DNA test links Boston Strangler suspect to last victim

Albert DeSalvo, who recanted his confession to the 1960s slayings, was killed in prison in 1973.

Self-confessed Boston Strangler Albert DeSalvo is escorted by authorities minutes after his capture in Boston on Feb. 25, 1967. (Photo: AP)


The remains of long-time Boston Strangler suspect Albert DeSalvo were being exhumed Thursday after preliminary DNA tests found a link between him and the last slaying attributed to the infamous 1960s serial killer, according to a prosecutor in Boston.


Suffolk District Attorney Daniel Conley told reporters Thursday that DNA extracted from the body of 19-year-old Mary Sullivan shows a "familial match" with DeSalvo.


"There was no forensic evidence to link Albert DeSalvo to Mary Sullivan's murder until today," said Daniel F. Conley, the Suffolk County district attorney, at a news conference Thursday in which the findings were announced.


Sullivan, who is widely believed to be victim in a string of 11 -- possibly as many as 13 -- sensational murders, was found strangled in her Boston apartment in January, 1964.

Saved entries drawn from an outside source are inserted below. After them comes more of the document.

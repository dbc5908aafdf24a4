//! Remote stock ledger access.
//!
//! The ledger is owned by the inventory service and reached only over the
//! network. This crate provides:
//! - `InventoryClient`, the capability set the invoicing side consumes
//!   (`get`, `batch_get`, `decrement`, `increment`)
//! - `HttpInventoryClient`, the production implementation over HTTP
//! - `InMemoryStockLedger`, a deterministic in-process ledger with fault
//!   injection, used to exercise sagas without network I/O

pub mod client;
pub mod error;
pub mod http;
pub mod memory;

pub use client::{InventoryClient, ProductSnapshot};
pub use common::ProductId;
pub use error::InventoryError;
pub use http::HttpInventoryClient;
pub use memory::{CallCounts, InMemoryStockLedger};
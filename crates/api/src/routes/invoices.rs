//! Invoice issue, lookup and print endpoints.

use std::str::FromStr;
use std::sync::Arc;

use axum::Json;
use axum::extract::{Path, Query, State};
use axum::http::StatusCode;
use chrono::{DateTime, Utc};
use common::{InvoiceId, ProductId};
use domain::{Invoice, InvoiceStatus, LineItem};
use inventory::InventoryClient;
use invoice_store::InvoiceStore;
use rust_decimal::Decimal;
use saga::{InvoiceIssuer, ItemRequest, PrintCoordinator, PrintedInvoice};
use serde::{Deserialize, Serialize};

use crate::error::ApiError;

/// Invoice store shared by every handler.
pub type SharedStore = Arc<dyn InvoiceStore>;

/// Ledger client shared by every handler.
pub type SharedInventory = Arc<dyn InventoryClient>;

/// Shared application state accessible from all handlers.
pub struct AppState {
    pub issuer: InvoiceIssuer<SharedStore, SharedInventory>,
    pub coordinator: PrintCoordinator<SharedStore, SharedInventory>,
}

// -- Request types --

#[derive(Deserialize)]
pub struct CreateInvoiceRequest {
    pub items: Vec<InvoiceItemRequest>,
}

#[derive(Deserialize)]
#[serde(rename_all = "camelCase")]
pub struct InvoiceItemRequest {
    pub product_id: String,
    pub quantity: i64,
}

#[derive(Deserialize)]
pub struct ListQuery {
    pub status: Option<String>,
}

// -- Response types --

#[derive(Serialize)]
#[serde(rename_all = "camelCase")]
pub struct InvoiceResponse {
    pub id: InvoiceId,
    pub number: i64,
    pub status: InvoiceStatus,
    pub issued_at: DateTime<Utc>,
    pub total_amount: Decimal,
    pub items: Vec<InvoiceItemResponse>,
}

#[derive(Serialize)]
#[serde(rename_all = "camelCase")]
pub struct InvoiceItemResponse {
    pub id: common::LineItemId,
    pub product_id: ProductId,
    #[serde(skip_serializing_if = "Option::is_none")]
    pub product_name: Option<String>,
    pub quantity: u32,
    pub unit_price: Decimal,
    pub total_price: Decimal,
}

impl InvoiceItemResponse {
    fn new(item: &LineItem, product_name: Option<String>) -> Self {
        Self {
            id: item.id,
            product_id: item.product_id,
            product_name,
            quantity: item.quantity,
            unit_price: item.unit_price,
            total_price: item.total_price(),
        }
    }
}

impl InvoiceResponse {
    fn with_items(invoice: &Invoice, items: Vec<InvoiceItemResponse>) -> Self {
        Self {
            id: invoice.id(),
            number: invoice.number(),
            status: invoice.status(),
            issued_at: invoice.issued_at(),
            total_amount: invoice.total_amount(),
            items,
        }
    }
}

impl From<&Invoice> for InvoiceResponse {
    fn from(invoice: &Invoice) -> Self {
        let items = invoice
            .items()
            .iter()
            .map(|item| InvoiceItemResponse::new(item, None))
            .collect();
        Self::with_items(invoice, items)
    }
}

impl From<PrintedInvoice> for InvoiceResponse {
    fn from(printed: PrintedInvoice) -> Self {
        let items = printed
            .lines
            .into_iter()
            .map(|line| InvoiceItemResponse::new(&line.item, Some(line.product_name)))
            .collect();
        Self::with_items(&printed.invoice, items)
    }
}

// -- Handlers --

/// POST /invoices — issue a new invoice against live ledger snapshots.
#[tracing::instrument(skip(state, req), fields(items = req.items.len()))]
pub async fn create(
    State(state): State<Arc<AppState>>,
    Json(req): Json<CreateInvoiceRequest>,
) -> Result<(StatusCode, Json<InvoiceResponse>), ApiError> {
    let requests = req
        .items
        .iter()
        .map(|item| {
            let product_id = ProductId::from_str(&item.product_id).map_err(|e| {
                ApiError::BadRequest(format!("Invalid productId {}: {e}", item.product_id))
            })?;
            Ok(ItemRequest::new(product_id, item.quantity))
        })
        .collect::<Result<Vec<_>, ApiError>>()?;

    let invoice = state.issuer.issue(requests).await?;

    Ok((StatusCode::CREATED, Json(InvoiceResponse::from(&invoice))))
}

/// GET /invoices — list invoices, optionally filtered by `?status=`.
#[tracing::instrument(skip(state, query))]
pub async fn list(
    State(state): State<Arc<AppState>>,
    Query(query): Query<ListQuery>,
) -> Result<Json<Vec<InvoiceResponse>>, ApiError> {
    let status = query
        .status
        .as_deref()
        .map(InvoiceStatus::from_str)
        .transpose()
        .map_err(ApiError::BadRequest)?;

    let invoices = state.coordinator.list(status).await?;

    Ok(Json(invoices.iter().map(InvoiceResponse::from).collect()))
}

/// GET /invoices/{id} — load an invoice.
#[tracing::instrument(skip(state))]
pub async fn get(
    State(state): State<Arc<AppState>>,
    Path(id): Path<String>,
) -> Result<Json<InvoiceResponse>, ApiError> {
    let invoice_id = parse_invoice_id(&id)?;
    let invoice = state.coordinator.invoice(invoice_id).await?;

    Ok(Json(InvoiceResponse::from(&invoice)))
}

/// POST /invoices/{id}/print — run the print saga.
#[tracing::instrument(skip(state))]
pub async fn print(
    State(state): State<Arc<AppState>>,
    Path(id): Path<String>,
) -> Result<Json<InvoiceResponse>, ApiError> {
    let invoice_id = parse_invoice_id(&id)?;
    let printed = state
        .coordinator
        .print(invoice_id)
        .await
        .map_err(ApiError::from_print)?;

    Ok(Json(InvoiceResponse::from(printed)))
}

fn parse_invoice_id(id: &str) -> Result<InvoiceId, ApiError> {
    InvoiceId::from_str(id).map_err(|e| ApiError::BadRequest(format!("Invalid invoice ID: {e}")))
}
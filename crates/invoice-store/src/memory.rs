use std::collections::HashMap;
use std::sync::Arc;

use async_trait::async_trait;
use domain::{Invoice, InvoiceStatus, NewInvoice};
use tokio::sync::RwLock;

use crate::{
    InvoiceId, Result, StoreError,
    store::{InvoiceStore, validate_transition},
};

#[derive(Debug, Default)]
struct MemoryState {
    invoices: HashMap<InvoiceId, Invoice>,
    last_number: i64,
}

/// In-memory invoice store.
///
/// Provides the same guarantees as the PostgreSQL implementation: numbering
/// and the status compare-and-swap both happen under a single write lock.
#[derive(Debug, Clone, Default)]
pub struct InMemoryInvoiceStore {
    state: Arc<RwLock<MemoryState>>,
}

impl InMemoryInvoiceStore {
    /// Creates a new empty in-memory store.
    pub fn new() -> Self {
        Self::default()
    }

    /// Returns the total number of invoices stored.
    pub async fn invoice_count(&self) -> usize {
        self.state.read().await.invoices.len()
    }
}

#[async_trait]
impl InvoiceStore for InMemoryInvoiceStore {
    async fn insert(&self, invoice: NewInvoice) -> Result<Invoice> {
        let mut state = self.state.write().await;

        state.last_number += 1;
        let invoice = invoice.into_invoice(state.last_number);
        state.invoices.insert(invoice.id(), invoice.clone());

        Ok(invoice)
    }

    async fn get(&self, id: InvoiceId) -> Result<Option<Invoice>> {
        Ok(self.state.read().await.invoices.get(&id).cloned())
    }

    async fn list(&self, status: Option<InvoiceStatus>) -> Result<Vec<Invoice>> {
        let state = self.state.read().await;
        let mut invoices: Vec<_> = state
            .invoices
            .values()
            .filter(|invoice| status.is_none_or(|s| invoice.status() == s))
            .cloned()
            .collect();
        invoices.sort_by_key(Invoice::number);
        Ok(invoices)
    }

    async fn transition_status(
        &self,
        id: InvoiceId,
        expected: InvoiceStatus,
        next: InvoiceStatus,
    ) -> Result<Invoice> {
        validate_transition(expected, next)?;

        let mut state = self.state.write().await;
        let invoice = state
            .invoices
            .get_mut(&id)
            .ok_or(StoreError::NotFound(id))?;

        if invoice.status() != expected {
            return Err(StoreError::StatusConflict {
                invoice_id: id,
                expected,
                actual: invoice.status(),
            });
        }

        invoice.transition(next)?;
        Ok(invoice.clone())
    }
}

#[cfg(test)]
mod tests {
    use super::*;
    use crate::InvoiceStoreExt;
    use common::ProductId;
    use domain::LineDraft;
    use rust_decimal_macros::dec;

    fn new_invoice() -> NewInvoice {
        NewInvoice::new(vec![
            LineDraft::new(ProductId::new(), 3, dec!(9.90)),
            LineDraft::new(ProductId::new(), 1, dec!(100)),
        ])
        .unwrap()
    }

    #[tokio::test]
    async fn test_insert_assigns_increasing_numbers() {
        let store = InMemoryInvoiceStore::new();

        let first = store.insert(new_invoice()).await.unwrap();
        let second = store.insert(new_invoice()).await.unwrap();
        let third = store.insert(new_invoice()).await.unwrap();

        assert_eq!(first.number(), 1);
        assert_eq!(second.number(), 2);
        assert_eq!(third.number(), 3);
        assert_eq!(first.status(), InvoiceStatus::Open);
        assert_eq!(store.invoice_count().await, 3);
    }

    #[tokio::test]
    async fn test_get_preserves_item_order() {
        let store = InMemoryInvoiceStore::new();
        let draft = new_invoice();
        let expected: Vec<_> = draft.items.iter().map(|i| i.product_id).collect();

        let inserted = store.insert(draft).await.unwrap();
        let loaded = store.get_existing(inserted.id()).await.unwrap();

        let products: Vec<_> = loaded.items().iter().map(|i| i.product_id).collect();
        assert_eq!(products, expected);
        assert_eq!(loaded, inserted);
    }

    #[tokio::test]
    async fn test_get_missing_invoice() {
        let store = InMemoryInvoiceStore::new();
        let id = InvoiceId::new();

        assert!(store.get(id).await.unwrap().is_none());
        assert!(matches!(
            store.get_existing(id).await,
            Err(StoreError::NotFound(missing)) if missing == id
        ));
    }

    #[tokio::test]
    async fn test_transition_compare_and_swap() {
        let store = InMemoryInvoiceStore::new();
        let invoice = store.insert(new_invoice()).await.unwrap();

        let processing = store
            .transition_status(invoice.id(), InvoiceStatus::Open, InvoiceStatus::Processing)
            .await
            .unwrap();
        assert_eq!(processing.status(), InvoiceStatus::Processing);

        let second = store
            .transition_status(invoice.id(), InvoiceStatus::Open, InvoiceStatus::Processing)
            .await;
        assert!(matches!(
            second,
            Err(StoreError::StatusConflict {
                expected: InvoiceStatus::Open,
                actual: InvoiceStatus::Processing,
                ..
            })
        ));
    }

    #[tokio::test]
    async fn test_transition_rejects_invalid_edge() {
        let store = InMemoryInvoiceStore::new();
        let invoice = store.insert(new_invoice()).await.unwrap();

        let result = store
            .transition_status(invoice.id(), InvoiceStatus::Open, InvoiceStatus::Closed)
            .await;
        assert!(matches!(result, Err(StoreError::Invoice(_))));

        let loaded = store.get_existing(invoice.id()).await.unwrap();
        assert_eq!(loaded.status(), InvoiceStatus::Open);
    }

    #[tokio::test]
    async fn test_transition_unknown_invoice() {
        let store = InMemoryInvoiceStore::new();
        let result = store
            .transition_status(
                InvoiceId::new(),
                InvoiceStatus::Open,
                InvoiceStatus::Processing,
            )
            .await;
        assert!(matches!(result, Err(StoreError::NotFound(_))));
    }

    #[tokio::test]
    async fn test_concurrent_transitions_have_one_winner() {
        let store = InMemoryInvoiceStore::new();
        let invoice = store.insert(new_invoice()).await.unwrap();

        let mut handles = Vec::new();
        for _ in 0..16 {
            let store = store.clone();
            let id = invoice.id();
            handles.push(tokio::spawn(async move {
                store
                    .transition_status(id, InvoiceStatus::Open, InvoiceStatus::Processing)
                    .await
            }));
        }

        let mut winners = 0;
        for handle in handles {
            if handle.await.unwrap().is_ok() {
                winners += 1;
            }
        }
        assert_eq!(winners, 1);
    }

    #[tokio::test]
    async fn test_list_filters_by_status() {
        let store = InMemoryInvoiceStore::new();
        let a = store.insert(new_invoice()).await.unwrap();
        let b = store.insert(new_invoice()).await.unwrap();
        store
            .transition_status(b.id(), InvoiceStatus::Open, InvoiceStatus::Processing)
            .await
            .unwrap();

        let all = store.list(None).await.unwrap();
        assert_eq!(
            all.iter().map(Invoice::id).collect::<Vec<_>>(),
            vec![a.id(), b.id()]
        );

        let open = store.list(Some(InvoiceStatus::Open)).await.unwrap();
        assert_eq!(open.len(), 1);
        assert_eq!(open[0].id(), a.id());

        let processing = store.list(Some(InvoiceStatus::Processing)).await.unwrap();
        assert_eq!(processing.len(), 1);
        assert_eq!(processing[0].id(), b.id());

        assert!(store.list(Some(InvoiceStatus::Closed)).await.unwrap().is_empty());
    }
}
//! Print saga coordinator.

use std::collections::HashSet;

use common::{InvoiceId, ProductId};
use domain::{Invoice, InvoiceStatus, LineItem};
use inventory::{InventoryClient, InventoryError};
use invoice_store::{InvoiceStore, InvoiceStoreExt};

use crate::error::{Result, SagaError};
use crate::printed::PrintedInvoice;

/// Drives an invoice through the print saga.
///
/// Printing locks the invoice by moving it `Open → Processing`, decrements
/// every line from the ledger in stored order, and finishes in `Closed`. If a
/// decrement fails, the lines already decremented are incremented back and
/// the invoice ends in `Cancelled`.
///
/// The persisted `Processing` status is the only lock. A crash mid-saga
/// leaves the invoice there; list invoices by status to find them.
pub struct PrintCoordinator<S, I>
where
    S: InvoiceStore,
    I: InventoryClient,
{
    store: S,
    inventory: I,
}

impl<S, I> PrintCoordinator<S, I>
where
    S: InvoiceStore,
    I: InventoryClient,
{
    /// Creates a new print coordinator.
    pub fn new(store: S, inventory: I) -> Self {
        Self { store, inventory }
    }

    /// Prints an `Open` invoice.
    ///
    /// Fails without touching the ledger if the invoice is unknown or not
    /// `Open`. A failed decrement is returned after compensation, with the
    /// invoice already `Cancelled`.
    #[tracing::instrument(skip(self))]
    pub async fn print(&self, invoice_id: InvoiceId) -> Result<PrintedInvoice> {
        metrics::counter!("invoice_print_total").increment(1);
        let started = std::time::Instant::now();

        let invoice = self
            .store
            .transition_status(invoice_id, InvoiceStatus::Open, InvoiceStatus::Processing)
            .await?;
        tracing::info!(number = invoice.number(), items = invoice.items().len(), "print saga started");

        let outcome = self.decrement_all(invoice.items()).await;
        let result = match outcome {
            Ok(()) => self.close(invoice_id).await,
            Err(cause) => self.cancel(invoice_id, cause).await,
        };

        metrics::histogram!("invoice_print_duration_seconds")
            .record(started.elapsed().as_secs_f64());
        result
    }

    /// Loads an invoice.
    pub async fn invoice(&self, invoice_id: InvoiceId) -> Result<Invoice> {
        Ok(self.store.get_existing(invoice_id).await?)
    }

    /// Lists invoices ordered by number, optionally only those in `status`.
    pub async fn list(&self, status: Option<InvoiceStatus>) -> Result<Vec<Invoice>> {
        Ok(self.store.list(status).await?)
    }

    /// Decrements each line in order, compensating the completed ones on the
    /// first failure.
    async fn decrement_all(&self, items: &[LineItem]) -> Result<()> {
        let mut completed: Vec<&LineItem> = Vec::with_capacity(items.len());

        for item in items {
            match self.inventory.decrement(item.product_id, item.quantity).await {
                Ok(()) => {
                    tracing::info!(
                        product_id = %item.product_id,
                        quantity = item.quantity,
                        "stock decremented"
                    );
                    completed.push(item);
                }
                Err(e) => {
                    tracing::warn!(
                        product_id = %item.product_id,
                        quantity = item.quantity,
                        error = %e,
                        "decrement failed"
                    );
                    self.compensate(&completed).await;
                    return Err(SagaError::from_ledger(item.product_id, e));
                }
            }
        }

        Ok(())
    }

    /// Increments back every completed line, in the order they were recorded.
    ///
    /// Best effort: failures are logged and counted, never retried or
    /// returned. A product that no longer exists counts as compensated.
    #[tracing::instrument(skip(self, completed), fields(steps = completed.len()))]
    async fn compensate(&self, completed: &[&LineItem]) {
        for item in completed {
            match self.inventory.increment(item.product_id, item.quantity).await {
                Ok(()) => {
                    tracing::info!(product_id = %item.product_id, quantity = item.quantity, "stock restored");
                }
                Err(InventoryError::NotFound(_)) => {
                    tracing::info!(product_id = %item.product_id, "product gone, nothing to restore");
                }
                Err(e) => {
                    metrics::counter!("invoice_compensation_failures_total").increment(1);
                    tracing::warn!(
                        product_id = %item.product_id,
                        quantity = item.quantity,
                        error = %e,
                        "compensation failed, ledger is short"
                    );
                }
            }
        }
    }

    async fn close(&self, invoice_id: InvoiceId) -> Result<PrintedInvoice> {
        let invoice = self
            .store
            .transition_status(invoice_id, InvoiceStatus::Processing, InvoiceStatus::Closed)
            .await?;

        metrics::counter!("invoice_print_closed_total").increment(1);
        tracing::info!(number = invoice.number(), "invoice closed");

        let products = self.lookup_names(&invoice).await;
        Ok(PrintedInvoice::enrich(invoice, &products))
    }

    async fn cancel(&self, invoice_id: InvoiceId, cause: SagaError) -> Result<PrintedInvoice> {
        self.store
            .transition_status(invoice_id, InvoiceStatus::Processing, InvoiceStatus::Cancelled)
            .await?;

        metrics::counter!("invoice_print_cancelled_total").increment(1);
        tracing::warn!(reason = %cause, "invoice cancelled");

        Err(cause)
    }

    /// Fetches the products of an invoice for display. Never fails: an
    /// unreachable ledger just yields no names.
    async fn lookup_names(&self, invoice: &Invoice) -> Vec<inventory::ProductSnapshot> {
        let mut seen = HashSet::new();
        let ids: Vec<ProductId> = invoice
            .items()
            .iter()
            .map(|item| item.product_id)
            .filter(|id| seen.insert(*id))
            .collect();

        match self.inventory.batch_get(&ids).await {
            Ok(products) => products,
            Err(e) => {
                tracing::warn!(error = %e, "product lookup failed, printing without names");
                Vec::new()
            }
        }
    }
}
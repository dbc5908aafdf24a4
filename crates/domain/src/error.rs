//! Domain error types.

use thiserror::Error;

use crate::invoice::InvoiceStatus;

/// Errors raised by the invoice aggregate itself.
#[derive(Debug, Clone, PartialEq, Eq, Error)]
pub enum InvoiceError {
    /// The requested status change is not an edge of the state machine.
    #[error("Invalid status transition: cannot move from {from} to {to}")]
    InvalidTransition {
        from: InvoiceStatus,
        to: InvoiceStatus,
    },

    /// An invoice must carry at least one line.
    #[error("Invoice must contain at least one item")]
    NoItems,

    /// Line quantities must be positive.
    #[error("Invalid quantity: {quantity} (must be greater than 0)")]
    InvalidQuantity { quantity: u32 },
}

Casey Sherman and his mother Diane Dodd display a photo of Casey's aunt, Mary Sullivan, at the family home in Rockland, Mass. in 2000. Sullivan was killed in 1964. A Boston prosecutor said DNA taken from Sullivan's body provided a "familial match" to DeSalvo.(Photo: Brian Snyder)


Conley told reporters Thursday that the "familial match" to DeSalvo excludes 99.99 per cent of suspects but is not enough to close the case.


The DNA, which had been preserved, had been taken from Sullivan's body and a blanket in her home. The "familial match" was taken from a water bottle used recently by DeSalvo's nephew, according to authorities, The New York Times reports.


Officials stressed that the DNA evidence links DeSalvo only to Sullivan's killing and that no DNA evidence is believed to exist for the other Boston Strangler slayings.


DeSalvo, who was arrested for a series of rapes, confessed to 11 of the Boston Strangler murders, and two other slayings, but was never convicted of them.


In 1967, at the age of 36, DeSalvo was sentenced to life in prison for armed roberies and sexual assaults. He was represented by famed attorney F. Lee Bailey.


Six years later, DeSalvo, who had recanted his confessions of the Boston Strangler murders, was stabbed to death in Walpole state prison. The remains were being exhumed from Puritan Lawn Cemetery in Peabody, Mass.


Sullivan's nephew Casey Sherman has for years maintained that DeSalvo did not kill his aunt and even wrote a book on the case pointing to other possible suspects.


He said he accepted the new findings after concluding that the DNA evidence against DeSalvo appeared to be overwhelming.


"I only go where the evidence leads," he said.